Los que defendemos el laicismo del Estado tenemos que estar agradecidos al ministro Wert. Imponer la religión como materia escolar obligatoria es hacerle un flaco favor a la religión y contribuir a su definitiva decadencia. El ministro de Educación, pretendiendo defender la religión, en realidad trabaja en beneficio del laicismo, del mismo modo que el muy monárquico yerno del Rey trabaja a favor de la República. Ningún laicista y ningún republicano han hecho tanto por su causa en los últimos años como Wert y Urdangarín, respectivamente. Entre las generaciones mayores, el número de los que todavía son adeptos a la religión en España decrece a ritmo vertiginoso, por dos causas de efecto aplastante: porque el resultado de la labor de los que administran la fe y del Gobierno que los apoya es cada vez más nefasto para todos, incluidos los creyentes; y porque, por ley natural, los mayores no tardarán mucho en desaparecer. Y ahora, cuando el rebaño va quedando tan menguado a causa de estas dos plagas abrumadoras para la religión, díganle los obispos y el Gobierno a las nuevas generaciones llamadas a sustituir a los últimos creyentes que van quedando, es decir, a esos chavales obligados a estudiar religión por narices, cuya evaluación tendrá un papel importante para la nota media de sus estudios y para obtener beca, que pasen a formar parte de la grey.

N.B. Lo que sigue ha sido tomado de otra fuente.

//! Per-task workspace directories under `agent-workspaces/<agent_id>/`.

use std::fs;
use std::path::{Path, PathBuf};

use anyhow::Result;
use tracing::warn;

use crate::persona::AgentPersona;
use crate::plan::{StepPlan, empty_plan_json};

/// Layout:
/// ```text
/// <agent_id>/
/// ├── agent_persona.json
/// ├── plan.json
/// ├── intake_knowledge.md
/// └── workspace/
///     ├── research/
///     └── output/
/// ```
#[derive(Debug, Clone)]
pub struct Workspace {
    root: PathBuf,
}

impl Workspace {
    /// Create the directory tree for a new agent task. `plan.json` starts as
    /// an empty placeholder so crash recovery always finds a readable file.
    pub fn create(base: &Path, agent_id: &str) -> Result<Workspace> {
        let root = base.join(agent_id);
        fs::create_dir_all(root.join("workspace/research"))?;
        fs::create_dir_all(root.join("workspace/output"))?;
        fs::write(
            root.join("plan.json"),
            serde_json::to_string_pretty(&empty_plan_json())?,
        )?;
        Ok(Workspace { root })
    }

    /// Open an existing workspace (recovery path).
    pub fn open(base: &Path, agent_id: &str) -> Workspace {
        Workspace { root: base.join(agent_id) }
    }

    pub fn root(&self) -> &Path {
        &self.root
    }

    pub fn plan_path(&self) -> PathBuf {
        self.root.join("plan.json")
    }

    pub fn persona_path(&self) -> PathBuf {
        self.root.join("agent_persona.json")
    }

    /// The sandbox directory tools operate in.
    pub fn sandbox(&self) -> PathBuf {
        self.root.join("workspace")
    }

    pub fn save_persona(&self, persona: &AgentPersona) -> Result<()> {
        let tmp = self.persona_path().with_extension("json.tmp");
        fs::write(&tmp, serde_json::to_string_pretty(persona)?)?;
        if let Err(err) = fs::rename(&tmp, self.persona_path()) {
            let _ = fs::remove_file(&tmp);
            return Err(err.into());
        }
        Ok(())
    }

    pub fn load_persona(&self) -> Option<AgentPersona> {
        let raw = fs::read_to_string(self.persona_path()).ok()?;
        serde_json::from_str(&raw).ok()
    }

    pub fn save_intake(&self, knowledge: &str) -> Result<()> {
        fs::write(self.root.join("intake_knowledge.md"), knowledge)?;
        Ok(())
    }

    pub fn load_plan(&self) -> Option<StepPlan> {
        StepPlan::load(&self.plan_path())
    }

    /// The briefing block for a step: the sandbox listing plus the plan's
    /// completed/remaining summary.
    pub fn briefing(&self, plan_summary: &str) -> String {
        format!(
            "WORKSPACE FILES:\n{}\n\n{plan_summary}",
            self.listing().unwrap_or_else(|_| "(empty)".to_string())
        )
    }

    /// Relative listing of the sandbox, two levels deep, sorted.
    pub fn listing(&self) -> Result<String> {
        let sandbox = self.sandbox();
        let mut lines = Vec::new();
        collect_listing(&sandbox, &sandbox, 0, &mut lines)?;
        if lines.is_empty() {
            return Ok("(empty)".to_string());
        }
        lines.sort();
        Ok(lines.join("\n"))
    }
}

fn collect_listing(root: &Path, dir: &Path, depth: usize, lines: &mut Vec<String>) -> Result<()> {
    if depth > 2 || !dir.exists() {
        return Ok(());
    }
    for entry in fs::read_dir(dir)? {
        let entry = match entry {
            Ok(entry) => entry,
            Err(err) => {
                warn!(%err, "unreadable workspace entry");
                continue;
            }
        };
        let path = entry.path();
        let rel = path.strip_prefix(root).unwrap_or(&path).display().to_string();
        if path.is_dir() {
            lines.push(format!("{rel}/"));
            collect_listing(root, &path, depth + 1, lines)?;
        } else {
            lines.push(rel);
        }
    }
    Ok(())
}
/// Mid-loop model swap produced by the escalation hook. The message list is
/// preserved; only the role/tuning change from the next model call on.
#[derive(Debug, Clone)]
pub struct Escalation {
    pub role: Role,
    pub temperature: Option<f32>,
    pub max_tokens: Option<u32>,
    /// Human label for logs ("workhorse", "architect").
    pub tier: String,
}

/// Called with the iteration number before each model call; `Some` swaps the
/// model starting with that call.
pub type EscalateFn = Arc<dyn Fn(u32) -> Option<Escalation> + Send + Sync>;

/// Observer callbacks around each tool execution. Errors are logged and
/// swallowed — an observer can never abort the loop.
pub trait ToolObserver: Send + Sync {
    fn on_tool_call(&self, call: &ToolCall) -> anyhow::Result<()> {
        let _ = call;
        Ok(())
    }
    fn on_tool_result(&self, call: &ToolCall, output: &str, success: bool) -> anyhow::Result<()> {
        let _ = (call, output, success);
        Ok(())
    }
}

/// Loop configuration. `max_iterations` bounds model calls, not tool calls.
pub struct ToolLoopConfig {
    pub max_iterations: u32,
    /// Tool id that terminates the loop immediately after its result is
    /// produced ("escalate out of this scope").
    pub stop_tool: Option<String>,
    pub on_escalate: Option<EscalateFn>,
    pub cancel: Option<watch::Receiver<bool>>,
    /// Streaming text chunks are forwarded here during model calls only.
    pub on_stream: Option<mpsc::Sender<String>>,
    pub observer: Option<Arc<dyn ToolObserver>>,
    /// Extra guidance appended to a tool's description for this run only.
    pub tool_hints: HashMap<String, String>,
}

impl Default for ToolLoopConfig {
    fn default() -> Self {
        Self {
            max_iterations: 10,
            stop_tool: None,
            on_escalate: None,
            cancel: None,
            on_stream: None,
            observer: None,
            tool_hints: HashMap::new(),
        }
    }
}

/// How a run ended.
#[derive(Debug, Clone, PartialEq)]
pub enum Termination {
    /// The model answered with text only.
    Done,
    /// The stop tool fired; its arguments ride along.
    StoppedByTool { tool: String, args: Value },
    MaxIterations,
    Cancelled,
}
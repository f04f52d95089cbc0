use std::fs;
use std::path::{Path, PathBuf};

use anyhow::Result;
use chrono::{DateTime, Duration, Utc};
use rand::Rng;
use serde::{Deserialize, Serialize};
use sha2::{Digest, Sha256};

use crate::AuthError;

/// Base32 alphabet for invite tokens — no `0/O/1/l/I` so tokens survive
/// being read aloud or handwritten.
const TOKEN_ALPHABET: &[u8] = b"ABCDEFGHJKMNPQRSTUVWXYZ23456789";

#[derive(Debug, Clone, Copy, PartialEq, Eq, Serialize, Deserialize)]
#[serde(rename_all = "lowercase")]
pub enum InviteStatus {
    Active,
    Consumed,
    Expired,
    Revoked,
}

/// An invite token at rest. The plaintext token is returned exactly once at
/// creation; only its SHA-256 is stored.
#[derive(Debug, Clone, Serialize, Deserialize)]
pub struct InviteToken {
    pub token_hash: String,
    pub max_uses: u32,
    pub used_count: u32,
    pub expires_at: DateTime<Utc>,
    pub status: InviteStatus,
    pub label: String,
    pub created_at: DateTime<Utc>,
}

#[derive(Debug, Clone)]
pub struct InviteOptions {
    pub max_uses: u32,
    pub ttl_days: i64,
    pub label: String,
}

impl Default for InviteOptions {
    fn default() -> Self {
        Self {
            max_uses: 1,
            ttl_days: 7,
            label: String::new(),
        }
    }
}

/// Generate a fresh `dbot-XXXX-XXXX-XXXX-XXXX` token.
pub fn generate_token() -> String {
    let mut rng = rand::thread_rng();
    let mut groups = Vec::with_capacity(4);
    for _ in 0..4 {
        let group: String = (0..4)
            .map(|_| TOKEN_ALPHABET[rng.gen_range(0..TOKEN_ALPHABET.len())] as char)
            .collect();
        groups.push(group);
    }
    format!("dbot-{}", groups.join("-"))
}

pub fn hash_token(token: &str) -> String {
    hex::encode(Sha256::digest(token.as_bytes()))
}

/// JSON-file-backed invite token store.
pub struct InviteStore {
    path: PathBuf,
}

impl InviteStore {
    pub fn open(path: impl Into<PathBuf>) -> Self {
        Self { path: path.into() }
    }

    /// Create an invite. Returns the plaintext token — the only time it is
    /// ever visible — alongside the stored record.
    pub fn create(&self, options: InviteOptions, now: DateTime<Utc>) -> Result<(String, InviteToken)> {
        let token = generate_token();
        let record = InviteToken {
            token_hash: hash_token(&token),
            max_uses: options.max_uses.max(1),
            used_count: 0,
            expires_at: now + Duration::days(options.ttl_days),
            status: InviteStatus::Active,
            label: options.label,
            created_at: now,
        };

        let mut all = self.load()?;
        all.push(record.clone());
        self.store(&all)?;
        Ok((token, record))
    }

    /// Redeem one use of a token. The final permitted use flips the record to
    /// `consumed`; after that (or past expiry) redemption fails.
    pub fn redeem(&self, token: &str, now: DateTime<Utc>) -> Result<InviteToken, AuthError> {
        let hash = hash_token(token);
        let mut all = self.load().map_err(|e| AuthError::Storage(e.to_string()))?;
        let Some(record) = all.iter_mut().find(|r| r.token_hash == hash) else {
            return Err(AuthError::InviteInvalid);
        };

        match record.status {
            InviteStatus::Revoked => return Err(AuthError::InviteInvalid),
            InviteStatus::Consumed => return Err(AuthError::InviteConsumed),
            InviteStatus::Expired => return Err(AuthError::InviteExpired),
            InviteStatus::Active => {}
        }
        if now > record.expires_at {
            record.status = InviteStatus::Expired;
            self.store(&all).map_err(|e| AuthError::Storage(e.to_string()))?;
            return Err(AuthError::InviteExpired);
        }

        record.used_count += 1;
        if record.used_count >= record.max_uses {
            record.status = InviteStatus::Consumed;
        }
        let snapshot = record.clone();
        self.store(&all).map_err(|e| AuthError::Storage(e.to_string()))?;
        Ok(snapshot)
    }

    pub fn revoke(&self, token_hash: &str) -> Result<bool> {
        let mut all = self.load()?;
        let mut found = false;
        for record in &mut all {
            if record.token_hash == token_hash {
                record.status = InviteStatus::Revoked;
                found = true;
            }
        }
        if found {
            self.store(&all)?;
        }
        Ok(found)
    }

    pub fn list(&self) -> Result<Vec<InviteToken>> {
        self.load()
    }

    fn load(&self) -> Result<Vec<InviteToken>> {
        if !self.path.exists() {
            return Ok(Vec::new());
        }
        let raw = fs::read_to_string(&self.path)?;
        Ok(serde_json::from_str(&raw).unwrap_or_default())
    }

    fn store(&self, all: &[InviteToken]) -> Result<()> {
        write_atomic(&self.path, &serde_json::to_string_pretty(all)?)
    }
}

/// tmp + rename write shared by the JSON stores in this crate.
pub(crate) fn write_atomic(path: &Path, contents: &str) -> Result<()> {
    if let Some(parent) = path.parent() {
        fs::create_dir_all(parent)?;
    }
    let tmp = path.with_extension("tmp");
    fs::write(&tmp, contents)?;
    if let Err(err) = fs::rename(&tmp, path) {
        let _ = fs::remove_file(&tmp);
        return Err(err.into());
    }
    Ok(())
}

Si la religión sirviera para algo colectivo -para el individuo puede servir, en la medida en que eso sea un consuelo o un apoyo para cada cual-, es decir, si los principios que establece la religión fueran respetados por los que la predican, la propagan y la sostienen, el mundo no funcionaría como funciona y esto no sería un valle de lágrimas sino el jardín del Edén. Su gran fracaso es la prueba de que la religión es una excusa para imponer el poder propio desde la imposición de la propia fe. Quien impone su fe, como hace el ministro Wert y compañeros martirizadores de este Gobierno, es porque ni ellos mismos se creen lo que predican, excepto en que eso contribuye a hacerlos poderosos. Pero están equivocados por completo. Estas imposiciones son otra prueba de su debilidad y el anuncio de que, ni ellos, ni sus ideas, ni su religión, ni esa materia escolar de nuevo inicuamente obligatoria, van a prosperar en cuanto los españoles tengamos la oportunidad de expresarnos en las urnas. No se lo creen ni ellos, por mucho que digan que creen.